31 March 2022 Volume :10 Issue :9

SA Struggling to Meet Expectations of Democracy - Deputy Public Protector

SA Struggling to Meet Expectations of Democracy - Deputy Public Protector
Guest speaker at the Human Rights lecture, Deputy Public Protector Advocate Kholeka Gcaleka.

South Africa is still struggling to meet the expectations of democracy 28 years after the end of apartheid, according to the Deputy Public Protector of South Africa and UKZN alumnus, Advocate Kholeka Gcaleka.

Speaking at UKZN's annual lecture to commemorate Human Rights Month, Gcaleka said the Constitution had promised a better life for all and an end to injustices. However, the country was bedeviled by a variety of unethical behaviour including maladministration, indifference and corruption which had caused a loss of trust in public institutions which are meant to support the people and the country.

She referred to a recent report by the World Bank which said South Africa was still the most unequal country in the world.

The lecture was presented during a webinar organised by the Corporate Relations Division (CRD) and titled: Have the Democratic Values Enshrined in the Constitution been Fulfilled 28 Years into our Democracy?

Human Rights Month is commemorated annually in March to remind South Africans about sacrifices made during the struggle for democracy.

Commenting on how excited she was to be invited to speak at her alma mater, Gcaleka thanked UKZN for the invitation and started her lecture with an assessment of the current situation in South Africa.

She said the Constitution laid down the principals of democratic governance as well as the powers and functions of government institutions, adding how it had become the yardstick and beacon to guide South Africa.

Gcaleka said the office of the Public Protector was a constitutional institution established to protect the democracy of the country ‘investigating all conduct in state affairs, reporting on that conduct and taking appropriate remedial action’.

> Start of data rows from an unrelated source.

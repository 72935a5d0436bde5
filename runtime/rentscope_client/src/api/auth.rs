use redact::Secret;
use reqwest::Method;
use rentscope_session::User;
use serde::{Deserialize, Serialize};
use serde_json::Value;

use crate::{GatewayClient, GatewayError, RequestOptions};

/// The credentials sent to `/auth/login`.
#[derive(Debug, Clone, Serialize)]
pub struct Credentials {
    pub username: String,
    #[serde(serialize_with = "redact::expose_secret")]
    pub password: Secret<String>,
}

/// Authentication endpoints.
///
/// The calls that start or end a session keep the local session in sync:
///
/// - a login or registration response carrying a `token` starts a new session
///   with the `user` returned alongside it;
/// - [`Auth::logout`] clears the session, whatever the backend answered;
/// - [`Auth::delete_account`] clears the session once the account is gone.
#[derive(Debug, Clone, Copy)]
pub struct Auth<'a> {
    pub(crate) client: &'a GatewayClient,
}

impl Auth<'_> {
    pub async fn login(&self, credentials: &Credentials) -> Result<Value, GatewayError> {
        let options = RequestOptions::new().json(credentials)?;
        let payload = self
            .client
            .send(Method::POST, "/auth/login", options)
            .await?;
        self.start_session(&payload).await?;
        Ok(payload)
    }

    pub async fn register<B: Serialize + ?Sized>(&self, user: &B) -> Result<Value, GatewayError> {
        let options = RequestOptions::new().json(user)?;
        let payload = self
            .client
            .send(Method::POST, "/auth/register", options)
            .await?;
        self.start_session(&payload).await?;
        Ok(payload)
    }

    pub async fn forgot_password<B: Serialize + ?Sized>(
        &self,
        request: &B,
    ) -> Result<Value, GatewayError> {
        let options = RequestOptions::new().json(request)?;
        self.client
            .send(Method::POST, "/auth/forgot-password", options)
            .await
    }

    pub async fn reset_password<B: Serialize + ?Sized>(
        &self,
        request: &B,
    ) -> Result<Value, GatewayError> {
        let options = RequestOptions::new().json(request)?;
        self.client
            .send(Method::POST, "/auth/reset-password", options)
            .await
    }

    /// Log out on the backend, then clear the local session.
    ///
    /// The local session is cleared even if the backend call fails.
    pub async fn logout(&self) -> Result<Value, GatewayError> {
        let outcome = self
            .client
            .send(Method::POST, "/auth/logout", RequestOptions::new())
            .await;
        self.client.session().logout().await?;
        outcome
    }

    pub async fn profile(&self) -> Result<Value, GatewayError> {
        self.client
            .send(Method::GET, "/auth/profile", RequestOptions::new())
            .await
    }

    /// Fetch the profile and replace the cached user with it.
    pub async fn sync_profile(&self) -> Result<User, GatewayError> {
        let user: User = self
            .client
            .send_as(Method::GET, "/auth/profile", RequestOptions::new())
            .await?;
        self.client.session().update_user(&user).await?;
        Ok(user)
    }

    pub async fn update_profile<B: Serialize + ?Sized>(
        &self,
        profile: &B,
    ) -> Result<Value, GatewayError> {
        let options = RequestOptions::new().json(profile)?;
        self.client
            .send(Method::PUT, "/auth/profile", options)
            .await
    }

    /// Upload a base64-encoded avatar image.
    pub async fn upload_avatar(&self, avatar_data: &str) -> Result<Value, GatewayError> {
        let options =
            RequestOptions::new().json(&serde_json::json!({ "avatar_data": avatar_data }))?;
        self.client
            .send(Method::POST, "/auth/avatar", options)
            .await
    }

    /// Delete the account of the current user and clear the local session.
    pub async fn delete_account(&self, password: &Secret<String>) -> Result<Value, GatewayError> {
        let options = RequestOptions::new().param("password", password.expose_secret());
        let payload = self
            .client
            .send(Method::DELETE, "/auth/account", options)
            .await?;
        self.client.session().logout().await?;
        Ok(payload)
    }

    /// Ask the backend whether the current token is still valid.
    pub async fn check(&self) -> Result<Value, GatewayError> {
        self.client
            .send(Method::GET, "/auth/check", RequestOptions::new())
            .await
    }

    /// The preferences of the current user.
    pub async fn settings(&self) -> Result<Value, GatewayError> {
        self.client
            .send(Method::GET, "/auth/settings", RequestOptions::new())
            .await
    }

    pub async fn update_settings<B: Serialize + ?Sized>(
        &self,
        settings: &B,
    ) -> Result<Value, GatewayError> {
        let options = RequestOptions::new().json(settings)?;
        self.client
            .send(Method::PUT, "/auth/settings", options)
            .await
    }

    async fn start_session(&self, payload: &Value) -> Result<(), GatewayError> {
        let Some(token) = payload
            .get("token")
            .and_then(Value::as_str)
            .filter(|t| !t.is_empty())
        else {
            return Ok(());
        };
        let user = match payload.get("user") {
            Some(user) => User::deserialize(user).map_err(|e| GatewayError::Decode(e.into()))?,
            None => User::default(),
        };
        self.client
            .session()
            .login(Secret::new(token.to_owned()), &user)
            .await?;
        Ok(())
    }
}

She said other organisations which strengthened South Africa’s constitutional democracy included the Human Rights Commission, the Auditor-General, the Independent Electoral Commission and the Constitutional Court.

Gcaleka focused on drivers of poverty which exacerbate inequality, listing them as corruption; differences in educational attainment; disparities in access to education which is key to human capital accumulation; disparities in employment outcomes; differences in labour market attributes; differential access to land and varying levels of financial capabilities.

She said government unaccountability could result in a weak relationship between the citizens and the state; ‘where citizens opt-out, by withdrawing from state services and democratic accountability processes and articulate their needs and demands through protest action and civil disruptions, as seen in the July 2021 unrest’.

Gcaleka said government weaknesses included lack of leadership and good governance, poor service delivery, insufficient structured community engagement, poor financial management and recruitment processes, lack of executive ethics enforcement and poor consequence management.

She called on the public not to wait for the involvement of law enforcement officers before becoming whistleblowers on corruption and for ethical leadership to be seen in action in order for the rule of law to be respected.

In her welcoming address the Corporate Relations Division’s Executive Director, Ms Normah Zondo, spoke about the significance of the annual lecture which began in 2004 and also commented on the violations of human rights taking place during the Russia-Ukraine war.

Zondo said South Africa had come a long way but there was still a hard road ahead.

Dr Janine Hicks, a lecturer in the School of Law and coordinator of the Street Law Programme, who facilitated the day’s proceedings, asked participants to remember the democratic values of the South African Constitution: human dignity; achievement of equality; advancement of all human rights and freedoms; principals of non-racialism and non-sexism, and the supremacy of the Constitution and the rule of law.

Hicks acknowledged the hard work done by the Public Protector in combatting service delivery failures and maladministration.

In closing, Director for University Relations, Ms Xoliswa Zulu commented on how the lecture had challenged the public to fight for their human rights and dignity, as well as to hold the government and public institutions accountable.

She thanked the guest speaker - Gcaleka, the facilitator - Hicks, and the UKZN community for joining in. She also thanked the Corporate Relations team for making the webinar possible.